> The data
//! Client-level error type.
//!
//! These errors are adapter agnostic. Outbound adapters map transport and
//! response failures into this taxonomy; callers branch on [`ErrorCode`] to
//! decide between redirecting, retrying, and surfacing inline errors.

use std::fmt;

/// Stable machine-readable error code describing the failure category.
#[derive(Debug, Clone, Copy, PartialEq, Eq, Hash)]
#[non_exhaustive]
pub enum ErrorCode {
    /// No credentials are present at all.
    AuthMissing,
    /// The access token is invalid or expired and could not be refreshed.
    AuthExpired,
    /// Authenticated but not permitted to perform this action.
    Forbidden,
    /// The requested resource does not exist.
    NotFound,
    /// The request exceeded the configured client timeout.
    Timeout,
    /// The network transport failed before a response arrived.
    Transport,
    /// The request or a payload failed validation.
    Validation,
    /// An unexpected internal failure.
    Internal,
}

/// Error payload carried through the client.
///
/// ## Invariants
/// - `message` is non-empty once trimmed of whitespace.
#[derive(Debug, Clone, PartialEq, Eq)]
pub struct Error {
    code: ErrorCode,
    message: String,
}

impl Error {
    /// Build an error, falling back to a generic message when the provided
    /// one is blank.
    pub fn new(code: ErrorCode, message: impl Into<String>) -> Self {
        let message = message.into();
        let message = if message.trim().is_empty() {
            "unspecified error".to_owned()
        } else {
            message
        };
        Self { code, message }
    }

    /// Stable machine-readable error code.
    #[must_use]
    pub fn code(&self) -> ErrorCode {
        self.code
    }

    /// Human-readable message suitable for inline error panels.
    #[must_use]
    pub fn message(&self) -> &str {
        self.message.as_str()
    }

    /// Whether this error should end the session and navigate to login.
    #[must_use]
    pub fn is_auth(&self) -> bool {
        matches!(self.code, ErrorCode::AuthMissing | ErrorCode::AuthExpired)
    }

    /// Convenience constructor for [`ErrorCode::AuthMissing`].
    pub fn auth_missing(message: impl Into<String>) -> Self {
        Self::new(ErrorCode::AuthMissing, message)
    }

    /// Convenience constructor for [`ErrorCode::AuthExpired`].
    pub fn auth_expired(message: impl Into<String>) -> Self {
        Self::new(ErrorCode::AuthExpired, message)
    }

    /// Convenience constructor for [`ErrorCode::Forbidden`].
    pub fn forbidden(message: impl Into<String>) -> Self {
        Self::new(ErrorCode::Forbidden, message)
    }

    /// Convenience constructor for [`ErrorCode::NotFound`].
    pub fn not_found(message: impl Into<String>) -> Self {
        Self::new(ErrorCode::NotFound, message)
    }

    /// Convenience constructor for [`ErrorCode::Timeout`].
    pub fn timeout(message: impl Into<String>) -> Self {
        Self::new(ErrorCode::Timeout, message)
    }

    /// Convenience constructor for [`ErrorCode::Transport`].
    pub fn transport(message: impl Into<String>) -> Self {
        Self::new(ErrorCode::Transport, message)
    }

    /// Convenience constructor for [`ErrorCode::Validation`].
    pub fn validation(message: impl Into<String>) -> Self {
        Self::new(ErrorCode::Validation, message)
    }

    /// Convenience constructor for [`ErrorCode::Internal`].
    pub fn internal(message: impl Into<String>) -> Self {
        Self::new(ErrorCode::Internal, message)
    }
}

impl fmt::Display for Error {
    fn fmt(&self, f: &mut fmt::Formatter<'_>) -> fmt::Result {
        write!(f, "{}", self.message)
    }
}

impl std::error::Error for Error {}

/// Convenient result alias used across the client.
pub type ClientResult<T> = Result<T, Error>;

> Task description
Going line by line, set down the data above exactly as given.

> Response box
//! Client-level error type.
//!
//! These errors are adapter agnostic. Outbound adapters map transport and
//! response failures into this taxonomy; callers branch on [`ErrorCode`] to
//! decide between redirecting, retrying, and surfacing inline errors.

use std::fmt;

/// Stable machine-readable error code describing the failure category.
#[derive(Debug, Clone, Copy, PartialEq, Eq, Hash)]
#[non_exhaustive]
pub enum ErrorCode {
    /// No credentials are present at all.
    AuthMissing,
    /// The access token is invalid or expired and could not be refreshed.
    AuthExpired,
    /// Authenticated but not permitted to perform this action.
    Forbidden,
    /// The requested resource does not exist.
    NotFound,
    /// The request exceeded the configured client timeout.
    Timeout,
    /// The network transport failed before a response arrived.
    Transport,
    /// The request or a payload failed validation.
    Validation,
    /// An unexpected internal failure.
    Internal,
}

/// Error payload carried through the client.
///
/// ## Invariants
/// - `message` is non-empty once trimmed of whitespace.
#[derive(Debug, Clone, PartialEq, Eq)]
pub struct Error {
    code: ErrorCode,
    message: String,
}

impl Error {
    /// Build an error, falling back to a generic message when the provided
    /// one is blank.
    pub fn new(code: ErrorCode, message: impl Into<String>) -> Self {
        let message = message.into();
        let message = if message.trim().is_empty() {
            "unspecified error".to_owned()
        } else {
            message
        };
        Self { code, message }
    }

    /// Stable machine-readable error code.
    #[must_use]
    pub fn code(&self) -> ErrorCode {
        self.code
    }

    /// Human-readable message suitable for inline error panels.
    #[must_use]
    pub fn message(&self) -> &str {
        self.message.as_str()
    }

    /// Whether this error should end the session and navigate to login.
    #[must_use]
    pub fn is_auth(&self) -> bool {
        matches!(self.code, ErrorCode::AuthMissing | ErrorCode::AuthExpired)
    }

    /// Convenience constructor for [`ErrorCode::AuthMissing`].
    pub fn auth_missing(message: impl Into<String>) -> Self {
        Self::new(ErrorCode::AuthMissing, message)
    }

    /// Convenience constructor for [`ErrorCode::AuthExpired`].
    pub fn auth_expired(message: impl Into<String>) -> Self {
        Self::new(ErrorCode::AuthExpired, message)
    }

    /// Convenience constructor for [`ErrorCode::Forbidden`].
    pub fn forbidden(message: impl Into<String>) -> Self {
        Self::new(ErrorCode::Forbidden, message)
    }

    /// Convenience constructor for [`ErrorCode::NotFound`].
    pub fn not_found(message: impl Into<String>) -> Self {
        Self::new(ErrorCode::NotFound, message)
    }

    /// Convenience constructor for [`ErrorCode::Timeout`].
    pub fn timeout(message: impl Into<String>) -> Self {
        Self::new(ErrorCode::Timeout, message)
    }

    /// Convenience constructor for [`ErrorCode::Transport`].
    pub fn transport(message: impl Into<String>) -> Self {
        Self::new(ErrorCode::Transport, message)
    }

    /// Convenience constructor for [`ErrorCode::Validation`].
    pub fn validation(message: impl Into<String>) -> Self {
        Self::new(ErrorCode::Validation, message)
    }

    /// Convenience constructor for [`ErrorCode::Internal`].
    pub fn internal(message: impl Into<String>) -> Self {
        Self::new(ErrorCode::Internal, message)
    }
}

impl fmt::Display for Error {
    fn fmt(&self, f: &mut fmt::Formatter<'_>) -> fmt::Result {
        write!(f, "{}", self.message)
    }
}

impl std::error::Error for Error {}

/// Convenient result alias used across the client.
pub type ClientResult<T> = Result<T, Error>;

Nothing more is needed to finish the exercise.